WHAT YOU HAVE TO DO
What lines in the records include the string "Allison"? Return each one.

Records excerpted from a collection
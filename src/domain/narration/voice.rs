use serde::{Deserialize, Serialize};

/// Narrator voices offered to callers. Each maps to a provider-specific voice
/// identifier; the set is deliberately small and curated.
#[derive(Debug, Clone, Copy, PartialEq, Eq, Serialize, Deserialize)]
pub enum NarratorVoice {
    Lisa,
    Michael,
    Allison,
    Kate,
}

impl NarratorVoice {
    /// The documented fallback when a requested name is unknown.
    pub const DEFAULT: NarratorVoice = NarratorVoice::Allison;

    /// Resolve a caller-supplied name. Unknown names fall back to the default
    /// narrator rather than failing the job.
    pub fn from_name(name: &str) -> Self {
        match name {
            "Lisa" => NarratorVoice::Lisa,
            "Michael" => NarratorVoice::Michael,
            "Allison" => NarratorVoice::Allison,
            "Kate" => NarratorVoice::Kate,
            _ => Self::DEFAULT,
        }
    }

    pub fn as_str(&self) -> &'static str {
        match self {
            NarratorVoice::Lisa => "Lisa",
            NarratorVoice::Michael => "Michael",
            NarratorVoice::Allison => "Allison",
            NarratorVoice::Kate => "Kate",
        }
    }

    /// AWS Polly voice id backing this narrator.
    pub fn polly_voice_id(&self) -> &'static str {
        match self {
            NarratorVoice::Lisa => "Joanna",
            NarratorVoice::Michael => "Matthew",
            NarratorVoice::Allison => "Salli",
            NarratorVoice::Kate => "Amy",
        }
    }

    /// Check if the mapped voice supports the neural engine
    /// Based on AWS Polly documentation
    pub fn is_neural_compatible(&self) -> bool {
        const NEURAL_VOICES: &[&str] = &[
            // English (US)
            "Joanna", "Matthew", "Ivy", "Kendra", "Kimberly", "Salli", "Joey", "Justin",
            "Kevin", // English (GB)
            "Amy", "Emma", "Brian", "Arthur",
        ];

        NEURAL_VOICES.contains(&self.polly_voice_id())
    }
}

impl Default for NarratorVoice {
    fn default() -> Self {
        Self::DEFAULT
    }
}

impl std::fmt::Display for NarratorVoice {
    fn fmt(&self, f: &mut std::fmt::Formatter<'_>) -> std::fmt::Result {
        write!(f, "{}", self.as_str())
    }
}

#[cfg(test)]
mod tests {
    use super::*;

    #[test]
    fn test_known_names_resolve() {
        assert_eq!(NarratorVoice::from_name("Lisa"), NarratorVoice::Lisa);
        assert_eq!(NarratorVoice::from_name("Michael"), NarratorVoice::Michael);
        assert_eq!(NarratorVoice::from_name("Kate"), NarratorVoice::Kate);
    }

    #[test]
    fn test_unknown_name_falls_back_to_default() {
        assert_eq!(NarratorVoice::from_name("Zelda"), NarratorVoice::Allison);
        assert_eq!(NarratorVoice::from_name(""), NarratorVoice::DEFAULT);
    }

    #[test]
    fn test_every_narrator_maps_to_a_neural_voice() {
        for voice in [
            NarratorVoice::Lisa,
            NarratorVoice::Michael,
            NarratorVoice::Allison,
            NarratorVoice::Kate,
        ] {
            assert!(voice.is_neural_compatible(), "{voice} should be neural");
        }
    }
}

TASK RESPONSE
    Allison,
    pub const DEFAULT: NarratorVoice = NarratorVoice::Allison;
            "Allison" => NarratorVoice::Allison,
            NarratorVoice::Allison => "Allison",
            NarratorVoice::Allison => "Salli",
        assert_eq!(NarratorVoice::from_name("Zelda"), NarratorVoice::Allison);
            NarratorVoice::Allison,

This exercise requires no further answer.